== WHAT YOU WILL DO ==
Give the records again, every one, exactly.

== MATERIAL FOR THIS EXERCISE ==
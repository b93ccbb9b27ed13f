//! Character-based text truncation

/// Suffix appended by [`truncate_with_ellipsis`]
pub const ELLIPSIS: &str = "...";

/// Keep at most `max_chars` characters of `text`.
pub fn truncate(text: &str, max_chars: usize) -> String {
    match text.char_indices().nth(max_chars) {
        Some((byte_idx, _)) => text[..byte_idx].to_string(),
        None => text.to_string(),
    }
}

/// Keep at most `max_chars` characters of `text`, appending `...` only when
/// something was cut off.
pub fn truncate_with_ellipsis(text: &str, max_chars: usize) -> String {
    match text.char_indices().nth(max_chars) {
        Some((byte_idx, _)) => format!("{}{}", &text[..byte_idx], ELLIPSIS),
        None => text.to_string(),
    }
}

#[cfg(test)]
mod tests {
    use super::*;

    #[test]
    fn truncate_short_text_unchanged() {
        assert_eq!(truncate("hello", 10), "hello");
    }

    #[test]
    fn truncate_at_exact_limit_unchanged() {
        assert_eq!(truncate("hello", 5), "hello");
    }

    #[test]
    fn truncate_cuts_long_text() {
        assert_eq!(truncate("hello world", 5), "hello");
    }

    #[test]
    fn truncate_counts_chars_not_bytes() {
        assert_eq!(truncate("héllo wörld", 7), "héllo w");
        assert_eq!(truncate("日本語テキスト", 3), "日本語");
    }

    #[test]
    fn ellipsis_only_when_cut() {
        assert_eq!(truncate_with_ellipsis("abc", 3), "abc");
        assert_eq!(truncate_with_ellipsis("abcd", 3), "abc...");
    }

    #[test]
    fn ellipsis_on_empty() {
        assert_eq!(truncate_with_ellipsis("", 3), "");
    }
}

== SOLUTION TO THIS EXERCISE ==
repository b93ccbb9b27ed13f
//! Character-based text truncation

/// Suffix appended by [`truncate_with_ellipsis`]
pub const ELLIPSIS: &str = "...";

/// Keep at most `max_chars` characters of `text`.
pub fn truncate(text: &str, max_chars: usize) -> String {
    match text.char_indices().nth(max_chars) {
        Some((byte_idx, _)) => text[..byte_idx].to_string(),
        None => text.to_string(),
    }
}

/// Keep at most `max_chars` characters of `text`, appending `...` only when
/// something was cut off.
pub fn truncate_with_ellipsis(text: &str, max_chars: usize) -> String {
    match text.char_indices().nth(max_chars) {
        Some((byte_idx, _)) => format!("{}{}", &text[..byte_idx], ELLIPSIS),
        None => text.to_string(),
    }
}

#[cfg(test)]
mod tests {
    use super::*;

    #[test]
    fn truncate_short_text_unchanged() {
        assert_eq!(truncate("hello", 10), "hello");
    }

    #[test]
    fn truncate_at_exact_limit_unchanged() {
        assert_eq!(truncate("hello", 5), "hello");
    }

    #[test]
    fn truncate_cuts_long_text() {
        assert_eq!(truncate("hello world", 5), "hello");
    }

    #[test]
    fn truncate_counts_chars_not_bytes() {
        assert_eq!(truncate("héllo wörld", 7), "héllo w");
        assert_eq!(truncate("日本語テキスト", 3), "日本語");
    }

    #[test]
    fn ellipsis_only_when_cut() {
        assert_eq!(truncate_with_ellipsis("abc", 3), "abc");
        assert_eq!(truncate_with_ellipsis("abcd", 3), "abc...");
    }

    #[test]
    fn ellipsis_on_empty() {
        assert_eq!(truncate_with_ellipsis("", 3), "");
    }
}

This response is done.